What lines in the following entries hold the word "returned"? Copy each one.

──────── DATASET RECORDS

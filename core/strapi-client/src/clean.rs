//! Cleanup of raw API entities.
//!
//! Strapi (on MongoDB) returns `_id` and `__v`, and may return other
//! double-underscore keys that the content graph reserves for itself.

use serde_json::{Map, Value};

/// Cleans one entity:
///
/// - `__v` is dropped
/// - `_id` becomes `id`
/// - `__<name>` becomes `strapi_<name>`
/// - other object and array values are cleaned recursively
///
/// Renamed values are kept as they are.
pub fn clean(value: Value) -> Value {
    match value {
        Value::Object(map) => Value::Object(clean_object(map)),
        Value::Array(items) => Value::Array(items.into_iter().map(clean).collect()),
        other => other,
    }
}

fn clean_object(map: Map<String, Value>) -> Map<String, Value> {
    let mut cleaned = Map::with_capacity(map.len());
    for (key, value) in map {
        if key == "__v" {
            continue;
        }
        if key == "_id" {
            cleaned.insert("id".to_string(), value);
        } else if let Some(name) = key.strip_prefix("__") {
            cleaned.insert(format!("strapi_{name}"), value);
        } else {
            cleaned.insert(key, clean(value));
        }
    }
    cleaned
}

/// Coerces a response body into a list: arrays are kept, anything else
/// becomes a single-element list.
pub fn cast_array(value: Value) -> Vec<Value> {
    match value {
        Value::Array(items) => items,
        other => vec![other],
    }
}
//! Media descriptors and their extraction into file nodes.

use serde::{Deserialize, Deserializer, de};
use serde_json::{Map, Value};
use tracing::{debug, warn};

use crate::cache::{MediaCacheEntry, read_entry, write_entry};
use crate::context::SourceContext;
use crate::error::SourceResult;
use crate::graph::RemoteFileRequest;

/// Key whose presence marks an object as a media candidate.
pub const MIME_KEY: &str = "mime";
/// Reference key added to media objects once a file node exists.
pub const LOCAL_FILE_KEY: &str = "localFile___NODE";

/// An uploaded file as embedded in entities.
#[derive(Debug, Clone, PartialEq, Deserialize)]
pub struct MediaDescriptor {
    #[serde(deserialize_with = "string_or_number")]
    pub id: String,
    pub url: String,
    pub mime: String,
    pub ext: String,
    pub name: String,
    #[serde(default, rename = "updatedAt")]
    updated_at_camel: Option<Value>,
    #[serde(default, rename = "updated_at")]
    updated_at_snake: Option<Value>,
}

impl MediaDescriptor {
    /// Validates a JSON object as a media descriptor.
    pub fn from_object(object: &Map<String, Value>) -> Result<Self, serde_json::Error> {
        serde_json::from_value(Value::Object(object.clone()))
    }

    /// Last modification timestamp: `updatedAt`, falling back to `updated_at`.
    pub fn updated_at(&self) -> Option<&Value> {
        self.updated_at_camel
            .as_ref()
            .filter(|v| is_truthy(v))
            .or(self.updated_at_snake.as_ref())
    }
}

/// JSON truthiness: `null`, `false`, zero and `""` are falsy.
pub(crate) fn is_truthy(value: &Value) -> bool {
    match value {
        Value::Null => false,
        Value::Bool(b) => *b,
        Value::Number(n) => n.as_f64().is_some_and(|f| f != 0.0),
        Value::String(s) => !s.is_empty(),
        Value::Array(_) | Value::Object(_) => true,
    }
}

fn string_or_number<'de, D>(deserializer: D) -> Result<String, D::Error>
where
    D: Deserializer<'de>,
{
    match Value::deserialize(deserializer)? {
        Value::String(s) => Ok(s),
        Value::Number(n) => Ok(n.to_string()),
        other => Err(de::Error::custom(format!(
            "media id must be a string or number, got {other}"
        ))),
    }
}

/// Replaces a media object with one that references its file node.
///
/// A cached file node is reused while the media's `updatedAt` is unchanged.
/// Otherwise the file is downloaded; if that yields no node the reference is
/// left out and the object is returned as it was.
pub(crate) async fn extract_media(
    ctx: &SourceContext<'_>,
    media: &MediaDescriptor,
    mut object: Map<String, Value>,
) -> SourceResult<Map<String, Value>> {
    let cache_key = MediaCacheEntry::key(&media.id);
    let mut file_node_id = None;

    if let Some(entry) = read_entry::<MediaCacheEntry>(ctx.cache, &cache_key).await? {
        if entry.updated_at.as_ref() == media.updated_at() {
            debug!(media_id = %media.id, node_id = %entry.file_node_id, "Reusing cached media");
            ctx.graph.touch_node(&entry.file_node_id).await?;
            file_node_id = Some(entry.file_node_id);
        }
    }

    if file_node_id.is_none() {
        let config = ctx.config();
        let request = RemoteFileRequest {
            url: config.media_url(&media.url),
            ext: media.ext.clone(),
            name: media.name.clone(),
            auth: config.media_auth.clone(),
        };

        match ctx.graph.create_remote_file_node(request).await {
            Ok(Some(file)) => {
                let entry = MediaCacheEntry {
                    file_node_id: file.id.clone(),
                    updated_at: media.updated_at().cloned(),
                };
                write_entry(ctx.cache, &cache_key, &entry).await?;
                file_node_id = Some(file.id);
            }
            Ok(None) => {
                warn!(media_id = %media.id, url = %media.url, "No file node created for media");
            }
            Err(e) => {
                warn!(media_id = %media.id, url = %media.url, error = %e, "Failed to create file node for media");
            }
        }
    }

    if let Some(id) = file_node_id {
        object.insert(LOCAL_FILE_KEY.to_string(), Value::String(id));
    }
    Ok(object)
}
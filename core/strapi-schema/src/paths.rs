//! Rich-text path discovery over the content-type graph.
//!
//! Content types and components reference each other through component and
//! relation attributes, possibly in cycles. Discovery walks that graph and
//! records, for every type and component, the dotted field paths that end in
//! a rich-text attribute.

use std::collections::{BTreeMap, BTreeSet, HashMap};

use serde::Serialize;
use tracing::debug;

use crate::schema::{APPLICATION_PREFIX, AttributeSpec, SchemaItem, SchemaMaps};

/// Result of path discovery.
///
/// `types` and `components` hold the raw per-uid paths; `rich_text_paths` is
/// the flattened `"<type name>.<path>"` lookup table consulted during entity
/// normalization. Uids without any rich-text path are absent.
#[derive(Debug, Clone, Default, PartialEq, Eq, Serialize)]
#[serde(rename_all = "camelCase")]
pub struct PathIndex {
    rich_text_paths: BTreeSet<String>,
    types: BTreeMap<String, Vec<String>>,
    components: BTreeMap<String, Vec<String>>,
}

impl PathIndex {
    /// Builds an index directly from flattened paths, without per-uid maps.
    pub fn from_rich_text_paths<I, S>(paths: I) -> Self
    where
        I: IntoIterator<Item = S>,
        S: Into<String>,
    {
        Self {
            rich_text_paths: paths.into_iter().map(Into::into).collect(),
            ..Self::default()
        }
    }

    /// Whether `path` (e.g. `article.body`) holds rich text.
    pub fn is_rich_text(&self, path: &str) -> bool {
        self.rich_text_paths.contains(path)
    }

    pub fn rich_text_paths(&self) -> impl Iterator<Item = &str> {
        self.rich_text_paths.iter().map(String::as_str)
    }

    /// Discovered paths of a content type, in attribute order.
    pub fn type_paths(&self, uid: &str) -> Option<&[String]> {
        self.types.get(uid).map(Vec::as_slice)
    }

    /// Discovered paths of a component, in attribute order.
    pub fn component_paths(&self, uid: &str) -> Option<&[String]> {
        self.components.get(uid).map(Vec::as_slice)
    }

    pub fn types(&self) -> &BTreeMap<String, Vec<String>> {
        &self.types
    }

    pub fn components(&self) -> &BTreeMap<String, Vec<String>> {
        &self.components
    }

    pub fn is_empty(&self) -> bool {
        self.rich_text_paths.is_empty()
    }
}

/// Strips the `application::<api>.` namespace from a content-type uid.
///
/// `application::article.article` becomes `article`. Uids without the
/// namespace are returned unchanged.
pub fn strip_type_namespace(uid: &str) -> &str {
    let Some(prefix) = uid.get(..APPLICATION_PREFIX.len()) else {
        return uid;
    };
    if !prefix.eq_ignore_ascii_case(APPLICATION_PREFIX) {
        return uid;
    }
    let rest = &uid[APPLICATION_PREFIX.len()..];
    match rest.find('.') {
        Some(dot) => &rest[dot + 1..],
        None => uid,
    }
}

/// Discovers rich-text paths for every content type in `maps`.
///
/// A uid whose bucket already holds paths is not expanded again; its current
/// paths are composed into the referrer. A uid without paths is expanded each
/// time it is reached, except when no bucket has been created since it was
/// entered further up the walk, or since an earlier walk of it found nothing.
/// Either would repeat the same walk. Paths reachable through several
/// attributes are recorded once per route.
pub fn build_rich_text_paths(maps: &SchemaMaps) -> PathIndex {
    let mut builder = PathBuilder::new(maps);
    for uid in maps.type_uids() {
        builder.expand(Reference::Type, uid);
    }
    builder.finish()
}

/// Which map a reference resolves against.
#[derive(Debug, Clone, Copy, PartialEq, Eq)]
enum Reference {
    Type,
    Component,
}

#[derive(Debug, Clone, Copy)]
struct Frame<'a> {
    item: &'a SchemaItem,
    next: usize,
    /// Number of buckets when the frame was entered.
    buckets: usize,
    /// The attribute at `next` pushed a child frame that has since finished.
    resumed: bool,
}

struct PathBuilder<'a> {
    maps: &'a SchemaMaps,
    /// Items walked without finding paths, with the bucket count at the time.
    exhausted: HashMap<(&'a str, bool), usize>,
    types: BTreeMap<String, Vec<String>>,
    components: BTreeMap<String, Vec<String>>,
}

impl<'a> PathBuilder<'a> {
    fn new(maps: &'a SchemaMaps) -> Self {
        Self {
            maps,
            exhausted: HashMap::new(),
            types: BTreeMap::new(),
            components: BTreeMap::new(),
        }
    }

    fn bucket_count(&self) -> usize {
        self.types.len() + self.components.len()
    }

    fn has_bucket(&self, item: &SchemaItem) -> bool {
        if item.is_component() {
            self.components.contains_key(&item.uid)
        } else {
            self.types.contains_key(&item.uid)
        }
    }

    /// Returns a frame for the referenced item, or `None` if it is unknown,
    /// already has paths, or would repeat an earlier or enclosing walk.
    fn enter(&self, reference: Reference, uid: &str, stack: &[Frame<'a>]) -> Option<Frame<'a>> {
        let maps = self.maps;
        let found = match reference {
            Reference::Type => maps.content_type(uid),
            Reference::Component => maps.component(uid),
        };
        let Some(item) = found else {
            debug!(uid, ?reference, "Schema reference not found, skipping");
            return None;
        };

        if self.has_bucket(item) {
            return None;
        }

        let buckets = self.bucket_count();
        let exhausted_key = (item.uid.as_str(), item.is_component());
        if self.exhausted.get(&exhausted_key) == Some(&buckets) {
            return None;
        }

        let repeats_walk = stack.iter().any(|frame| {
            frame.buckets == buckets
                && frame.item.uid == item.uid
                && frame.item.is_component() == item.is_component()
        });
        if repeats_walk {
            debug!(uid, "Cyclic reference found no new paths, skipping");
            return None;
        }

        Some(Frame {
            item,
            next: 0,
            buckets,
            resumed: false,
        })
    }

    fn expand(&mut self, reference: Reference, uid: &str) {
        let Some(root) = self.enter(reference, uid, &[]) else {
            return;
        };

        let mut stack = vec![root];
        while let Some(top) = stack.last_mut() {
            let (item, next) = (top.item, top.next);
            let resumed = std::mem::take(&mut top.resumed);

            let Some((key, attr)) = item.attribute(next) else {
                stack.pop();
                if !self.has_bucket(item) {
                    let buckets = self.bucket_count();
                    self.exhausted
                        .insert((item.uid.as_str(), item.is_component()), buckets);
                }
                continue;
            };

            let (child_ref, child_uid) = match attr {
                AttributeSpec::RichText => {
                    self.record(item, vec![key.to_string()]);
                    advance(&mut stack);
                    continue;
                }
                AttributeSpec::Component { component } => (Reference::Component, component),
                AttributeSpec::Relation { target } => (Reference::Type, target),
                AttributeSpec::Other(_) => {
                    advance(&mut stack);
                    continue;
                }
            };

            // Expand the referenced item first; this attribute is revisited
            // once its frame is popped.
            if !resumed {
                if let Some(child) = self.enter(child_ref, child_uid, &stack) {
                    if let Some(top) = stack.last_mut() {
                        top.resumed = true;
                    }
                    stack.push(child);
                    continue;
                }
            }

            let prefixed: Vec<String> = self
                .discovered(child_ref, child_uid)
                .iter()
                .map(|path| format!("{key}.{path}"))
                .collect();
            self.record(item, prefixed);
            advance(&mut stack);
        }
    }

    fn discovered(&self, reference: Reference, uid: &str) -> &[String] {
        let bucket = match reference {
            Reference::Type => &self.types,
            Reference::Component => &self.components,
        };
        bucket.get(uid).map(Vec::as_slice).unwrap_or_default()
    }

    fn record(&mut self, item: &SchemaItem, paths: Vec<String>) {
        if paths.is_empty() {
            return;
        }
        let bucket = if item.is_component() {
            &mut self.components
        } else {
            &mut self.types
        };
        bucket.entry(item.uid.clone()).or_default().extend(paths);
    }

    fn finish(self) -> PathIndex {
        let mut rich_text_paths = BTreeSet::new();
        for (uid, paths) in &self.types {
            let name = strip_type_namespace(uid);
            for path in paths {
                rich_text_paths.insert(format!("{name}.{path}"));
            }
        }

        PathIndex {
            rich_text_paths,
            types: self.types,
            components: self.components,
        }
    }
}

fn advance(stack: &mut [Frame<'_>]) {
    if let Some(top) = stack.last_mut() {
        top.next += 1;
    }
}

────────────────
──────── DATASET RECORDS

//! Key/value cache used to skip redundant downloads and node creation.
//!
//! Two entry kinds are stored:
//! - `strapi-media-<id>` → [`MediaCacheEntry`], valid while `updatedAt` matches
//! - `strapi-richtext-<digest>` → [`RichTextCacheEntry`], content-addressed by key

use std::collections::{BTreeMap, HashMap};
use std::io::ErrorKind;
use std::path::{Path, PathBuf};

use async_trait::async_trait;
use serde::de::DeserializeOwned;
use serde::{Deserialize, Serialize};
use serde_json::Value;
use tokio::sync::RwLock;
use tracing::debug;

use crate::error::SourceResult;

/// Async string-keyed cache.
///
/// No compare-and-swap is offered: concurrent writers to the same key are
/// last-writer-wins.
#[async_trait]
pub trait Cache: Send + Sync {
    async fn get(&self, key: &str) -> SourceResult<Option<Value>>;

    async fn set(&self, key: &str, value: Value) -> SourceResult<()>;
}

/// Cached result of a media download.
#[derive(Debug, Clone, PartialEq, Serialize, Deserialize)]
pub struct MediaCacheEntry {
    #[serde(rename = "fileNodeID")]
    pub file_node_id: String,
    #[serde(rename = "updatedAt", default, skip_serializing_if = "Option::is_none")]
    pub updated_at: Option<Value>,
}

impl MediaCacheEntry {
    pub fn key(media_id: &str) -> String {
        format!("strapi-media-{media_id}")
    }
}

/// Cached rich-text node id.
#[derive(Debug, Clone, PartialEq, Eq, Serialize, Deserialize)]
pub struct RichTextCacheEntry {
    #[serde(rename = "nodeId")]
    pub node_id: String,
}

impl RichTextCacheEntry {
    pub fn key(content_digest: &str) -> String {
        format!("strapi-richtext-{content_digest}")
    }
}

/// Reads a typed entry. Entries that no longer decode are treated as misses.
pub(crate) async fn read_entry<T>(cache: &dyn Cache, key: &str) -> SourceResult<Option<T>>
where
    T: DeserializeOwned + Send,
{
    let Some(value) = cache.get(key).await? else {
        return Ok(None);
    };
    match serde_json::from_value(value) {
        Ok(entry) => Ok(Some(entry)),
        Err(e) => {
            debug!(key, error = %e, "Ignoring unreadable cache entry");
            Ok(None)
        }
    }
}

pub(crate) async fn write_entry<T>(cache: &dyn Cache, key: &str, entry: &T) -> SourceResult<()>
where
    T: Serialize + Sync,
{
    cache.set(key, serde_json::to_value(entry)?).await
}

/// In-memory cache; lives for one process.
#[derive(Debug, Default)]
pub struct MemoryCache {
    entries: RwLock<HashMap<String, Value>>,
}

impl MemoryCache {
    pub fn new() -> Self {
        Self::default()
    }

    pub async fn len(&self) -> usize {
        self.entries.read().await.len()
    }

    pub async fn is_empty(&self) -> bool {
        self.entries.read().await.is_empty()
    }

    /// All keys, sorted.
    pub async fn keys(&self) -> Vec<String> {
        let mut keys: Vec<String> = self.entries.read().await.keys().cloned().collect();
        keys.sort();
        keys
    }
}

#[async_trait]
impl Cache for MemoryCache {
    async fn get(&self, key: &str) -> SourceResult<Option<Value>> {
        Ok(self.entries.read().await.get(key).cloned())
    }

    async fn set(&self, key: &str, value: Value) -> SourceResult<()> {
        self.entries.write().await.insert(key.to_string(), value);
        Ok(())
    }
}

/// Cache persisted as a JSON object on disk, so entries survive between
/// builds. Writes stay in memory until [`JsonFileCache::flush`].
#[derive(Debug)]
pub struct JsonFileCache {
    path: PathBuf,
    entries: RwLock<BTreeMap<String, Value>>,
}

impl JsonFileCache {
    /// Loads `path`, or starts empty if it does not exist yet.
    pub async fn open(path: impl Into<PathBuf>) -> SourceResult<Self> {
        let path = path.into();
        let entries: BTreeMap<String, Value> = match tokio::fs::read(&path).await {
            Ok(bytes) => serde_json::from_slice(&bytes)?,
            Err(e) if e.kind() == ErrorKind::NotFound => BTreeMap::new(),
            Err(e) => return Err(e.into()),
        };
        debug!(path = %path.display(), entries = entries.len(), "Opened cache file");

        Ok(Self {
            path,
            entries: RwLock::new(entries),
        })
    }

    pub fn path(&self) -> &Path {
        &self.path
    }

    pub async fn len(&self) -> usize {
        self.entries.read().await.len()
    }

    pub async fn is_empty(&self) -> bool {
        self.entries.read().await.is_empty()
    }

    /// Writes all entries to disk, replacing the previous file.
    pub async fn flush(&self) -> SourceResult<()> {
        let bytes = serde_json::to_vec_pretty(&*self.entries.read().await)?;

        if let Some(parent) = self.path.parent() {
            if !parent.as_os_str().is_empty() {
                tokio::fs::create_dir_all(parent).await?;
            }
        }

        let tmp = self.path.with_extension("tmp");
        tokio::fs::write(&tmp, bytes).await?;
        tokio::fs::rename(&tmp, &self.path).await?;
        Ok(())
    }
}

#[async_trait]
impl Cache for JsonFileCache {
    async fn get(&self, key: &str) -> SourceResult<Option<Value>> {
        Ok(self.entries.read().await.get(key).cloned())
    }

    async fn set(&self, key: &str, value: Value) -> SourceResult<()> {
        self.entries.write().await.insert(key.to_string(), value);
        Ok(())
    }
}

────────────────
──────── DATASET RECORDS

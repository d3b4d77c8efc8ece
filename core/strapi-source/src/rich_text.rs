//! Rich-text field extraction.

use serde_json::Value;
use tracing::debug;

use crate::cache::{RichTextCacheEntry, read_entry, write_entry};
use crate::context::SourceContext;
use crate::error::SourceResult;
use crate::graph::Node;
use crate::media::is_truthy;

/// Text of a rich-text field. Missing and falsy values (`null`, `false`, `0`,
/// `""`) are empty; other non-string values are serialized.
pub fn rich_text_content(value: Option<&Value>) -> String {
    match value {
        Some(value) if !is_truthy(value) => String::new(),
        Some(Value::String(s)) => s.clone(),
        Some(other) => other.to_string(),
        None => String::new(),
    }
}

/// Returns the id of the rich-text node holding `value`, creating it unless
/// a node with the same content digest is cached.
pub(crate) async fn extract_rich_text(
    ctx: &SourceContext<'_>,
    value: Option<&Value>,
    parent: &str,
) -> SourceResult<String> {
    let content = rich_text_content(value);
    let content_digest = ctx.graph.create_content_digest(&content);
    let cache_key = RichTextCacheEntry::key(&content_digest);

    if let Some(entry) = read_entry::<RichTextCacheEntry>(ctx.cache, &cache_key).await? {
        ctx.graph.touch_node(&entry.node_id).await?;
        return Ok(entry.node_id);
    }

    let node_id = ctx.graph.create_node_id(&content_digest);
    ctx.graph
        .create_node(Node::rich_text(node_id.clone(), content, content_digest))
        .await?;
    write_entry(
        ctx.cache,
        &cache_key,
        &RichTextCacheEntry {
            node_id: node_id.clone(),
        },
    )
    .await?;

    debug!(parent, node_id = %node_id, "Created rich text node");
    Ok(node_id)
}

────────────────

* **SOLUTION TO THIS PROBLEM**
/// left out and the object is returned as it was.
/// namespace are returned unchanged.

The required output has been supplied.